In the listing below, locate the lines that hold "order" and copy them.

====== Material shown ======

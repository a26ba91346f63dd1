// SPDX-License-Identifier: Apache-2.0
// Copyright (c) 2025 Polyframe Inc.

//! Principal-axis oriented bounding boxes
//!
//! The box axes are the eigenvectors of the population covariance of the
//! point cloud. This is a heuristic fit, not the minimal-volume box.
//!
//! Eigenvectors are only unique up to sign, and not unique at all inside a
//! repeated eigenvalue's eigenspace, so the frame is normalized:
//!
//! * axes are sorted by eigenvalue, largest variance first;
//! * eigenvalues closer than `eigen_tie_tolerance` (relative to the largest)
//!   are tied. Three tied values give the world basis. With two tied values
//!   the distinct axis is kept and the tied plane is spanned starting from
//!   the world axis (x, y, then z) least aligned with the distinct axis;
//! * axes 0 and 1 are flipped so their largest-magnitude component is
//!   positive (lowest index on equal magnitudes) and axis 2 is their cross
//!   product, which keeps the frame right-handed and the mesh wound outward.

use super::box_mesh::UNIT_CUBE_CORNERS;
use super::{Aabb, PointCloud};
use crate::config::KernelConfig;
use crate::error::{BoundsError, BoundsResult};
use nalgebra::{Matrix3, Point3, SymmetricEigen, Vector3};
use serde::{Deserialize, Serialize};
use tracing::debug;

/// Orthonormal right-handed basis and its center
#[derive(Debug, Clone, Copy, PartialEq, Serialize, Deserialize)]
pub struct OrientedFrame {
    /// Unit axes as columns, largest variance first
    pub axes: Matrix3<f64>,
    /// World-space origin of the frame
    pub center: Point3<f64>,
}

impl OrientedFrame {
    pub fn axis(&self, index: usize) -> Vector3<f64> {
        self.axes.column(index).into_owned()
    }

    /// Coordinates of a world point relative to the frame
    pub fn to_local(&self, point: &Point3<f64>) -> Vector3<f64> {
        self.axes.tr_mul(&(point - self.center))
    }

    /// World point for frame-relative coordinates
    pub fn to_world(&self, local: &Vector3<f64>) -> Point3<f64> {
        self.center + self.axes * local
    }
}

/// Oriented bounding box
#[derive(Debug, Clone, Copy, PartialEq, Serialize, Deserialize)]
pub struct Obb {
    pub frame: OrientedFrame,
    /// Half-extents along the frame axes
    pub half_extents: Vector3<f64>,
    /// Covariance eigenvalues matching the frame axes
    pub eigenvalues: Vector3<f64>,
}

impl Obb {
    /// Fit a box to the principal axes of `cloud`
    pub fn from_cloud(cloud: &PointCloud, config: &KernelConfig) -> BoundsResult<Self> {
        let count = cloud.len();
        if count < 3 {
            return Err(BoundsError::InsufficientGeometry { vertices: count });
        }

        let parallel = config.is_parallel(count);
        let bounds = Aabb::from_cloud(cloud, parallel)?;
        if bounds.size().amax() <= config.degenerate_extent {
            return Err(BoundsError::InsufficientGeometry { vertices: count });
        }

        let (_, cov) = center_covariance(cloud, parallel).ok_or(BoundsError::EmptySelection)?;
        let (axes, eigenvalues) = principal_axes(&cov, config)?;
        let (mins, maxs) = project_extents(cloud, &axes, parallel)?;

        let half_extents = (maxs - mins) / 2.0;
        let local_center = mins + half_extents;
        let frame = OrientedFrame {
            axes,
            center: Point3::from(axes * local_center),
        };

        debug!(
            points = count,
            eigenvalues = ?eigenvalues.as_slice(),
            half_extents = ?half_extents.as_slice(),
            "fitted oriented box"
        );

        Ok(Self {
            frame,
            half_extents,
            eigenvalues,
        })
    }

    /// World-space corners in canonical box order
    pub fn corners(&self) -> [Point3<f64>; 8] {
        UNIT_CUBE_CORNERS
            .map(|sign| self.frame.to_world(&Vector3::from(sign).component_mul(&self.half_extents)))
    }

    pub fn center(&self) -> Point3<f64> {
        self.frame.center
    }

    /// Check whether `point` lies inside the box, allowing `tolerance` slack
    pub fn contains(&self, point: &Point3<f64>, tolerance: f64) -> bool {
        let local = self.frame.to_local(point);
        (0..3).all(|i| local[i].abs() <= self.half_extents[i] + tolerance)
    }
}

/// Population covariance (normalized by N) of a point cloud.
pub fn covariance(cloud: &PointCloud, parallel: bool) -> Option<Matrix3<f64>> {
    center_covariance(cloud, parallel).map(|(_, cov)| cov)
}

/// Centroid and population covariance of a point cloud.
pub fn center_covariance(cloud: &PointCloud, parallel: bool) -> Option<(Point3<f64>, Matrix3<f64>)> {
    let center = cloud.centroid(parallel)?;
    let normalizer = 1.0 / cloud.len() as f64;

    let cov = cloud.reduce(
        parallel,
        |chunk| {
            chunk.iter().fold(Matrix3::zeros(), |acc: Matrix3<f64>, p| {
                let cp = p - center;
                acc + cp * (cp * normalizer).transpose()
            })
        },
        |a, b| a + b,
    )?;

    Some((center, cov))
}

/// Eigen-decompose `cov` into a normalized orthonormal frame.
///
/// Returns the axes as columns and the matching eigenvalues.
pub fn principal_axes(
    cov: &Matrix3<f64>,
    config: &KernelConfig,
) -> BoundsResult<(Matrix3<f64>, Vector3<f64>)> {
    if !cov.iter().all(|v| v.is_finite()) {
        return Err(BoundsError::degeneracy("covariance matrix is not finite"));
    }

    let eigen = SymmetricEigen::try_new(*cov, f64::EPSILON, config.max_eigen_iterations)
        .ok_or_else(|| {
            BoundsError::degeneracy(format!(
                "eigen solver did not converge within {} iterations",
                config.max_eigen_iterations
            ))
        })?;

    if !eigen.eigenvalues.iter().chain(eigen.eigenvectors.iter()).all(|v| v.is_finite()) {
        return Err(BoundsError::degeneracy("eigen decomposition produced non-finite values"));
    }

    // Stable sort: equal eigenvalues keep the solver's column order.
    let mut order = [0usize, 1, 2];
    order.sort_by(|&a, &b| eigen.eigenvalues[b].total_cmp(&eigen.eigenvalues[a]));

    let values = Vector3::new(
        eigen.eigenvalues[order[0]],
        eigen.eigenvalues[order[1]],
        eigen.eigenvalues[order[2]],
    );
    let vectors = order.map(|i| eigen.eigenvectors.column(i).into_owned());

    let scale = values.amax().max(f64::MIN_POSITIVE);
    let tied = |a: f64, b: f64| (a - b).abs() <= config.eigen_tie_tolerance * scale;

    let axes = match (tied(values[0], values[1]), tied(values[1], values[2])) {
        (true, true) => {
            debug!("isotropic covariance, using the world basis");
            Matrix3::identity()
        }
        (false, true) => {
            debug!("minor eigenvalues tied, spanning the tied plane from the world axes");
            let major = vectors[0].normalize();
            right_handed(&major, &seed_in_plane(&major))
        }
        (true, false) => {
            debug!("major eigenvalues tied, spanning the tied plane from the world axes");
            let minor = vectors[2].normalize();
            let first = seed_in_plane(&minor);
            right_handed(&first, &minor.cross(&first))
        }
        (false, false) => right_handed(&vectors[0], &vectors[1]),
    };

    check_orthonormal(&axes, config.orthogonality_tolerance)?;
    Ok((axes, values))
}

/// Per-axis min and max of the cloud projected onto `axes`
fn project_extents(
    cloud: &PointCloud,
    axes: &Matrix3<f64>,
    parallel: bool,
) -> BoundsResult<(Vector3<f64>, Vector3<f64>)> {
    cloud
        .reduce(
            parallel,
            |chunk| {
                let mut mins = Vector3::repeat(f64::INFINITY);
                let mut maxs = Vector3::repeat(f64::NEG_INFINITY);
                for point in chunk {
                    let local = axes.tr_mul(&point.coords);
                    mins = mins.inf(&local);
                    maxs = maxs.sup(&local);
                }
                (mins, maxs)
            },
            |(amin, amax), (bmin, bmax)| (amin.inf(&bmin), amax.sup(&bmax)),
        )
        .ok_or(BoundsError::EmptySelection)
}

/// Unit vector orthogonal to `normal`, seeded from the world axis least
/// aligned with it
fn seed_in_plane(normal: &Vector3<f64>) -> Vector3<f64> {
    let seed = (0..3)
        .min_by(|&a, &b| normal[a].abs().total_cmp(&normal[b].abs()))
        .unwrap_or(0);
    let axis = Vector3::ith(seed, 1.0);
    (axis - normal * normal.dot(&axis)).normalize()
}

/// Flip `v` so its largest-magnitude component is positive
fn canonical_sign(v: &Vector3<f64>) -> Vector3<f64> {
    let dominant = (0..3)
        .reduce(|best, i| if v[i].abs() > v[best].abs() { i } else { best })
        .unwrap_or(0);
    if v[dominant] < 0.0 {
        -v
    } else {
        *v
    }
}

/// Frame from two axes, completing it with their cross product
fn right_handed(first: &Vector3<f64>, second: &Vector3<f64>) -> Matrix3<f64> {
    let x = canonical_sign(&first.normalize());
    let y = canonical_sign(&second.normalize());
    let z = x.cross(&y);
    Matrix3::from_columns(&[x, y, z])
}

fn check_orthonormal(axes: &Matrix3<f64>, tolerance: f64) -> BoundsResult<()> {
    if !axes.iter().all(|v| v.is_finite()) {
        return Err(BoundsError::degeneracy("principal axes are not finite"));
    }

    let deviation = (axes.tr_mul(axes) - Matrix3::identity()).amax();
    if deviation > tolerance {
        return Err(BoundsError::degeneracy(format!(
            "principal axes deviate from orthonormal by {:.3e}",
            deviation
        )));
    }

    if axes.determinant() <= 0.0 {
        return Err(BoundsError::degeneracy("principal frame is not right-handed"));
    }
    Ok(())
}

======

Output below:
    /// World-space corners in canonical box order
    // Stable sort: equal eigenvalues keep the solver's column order.
    let mut order = [0usize, 1, 2];
    order.sort_by(|&a, &b| eigen.eigenvalues[b].total_cmp(&eigen.eigenvalues[a]));
        eigen.eigenvalues[order[0]],
        eigen.eigenvalues[order[1]],
        eigen.eigenvalues[order[2]],
    let vectors = order.map(|i| eigen.eigenvectors.column(i).into_owned());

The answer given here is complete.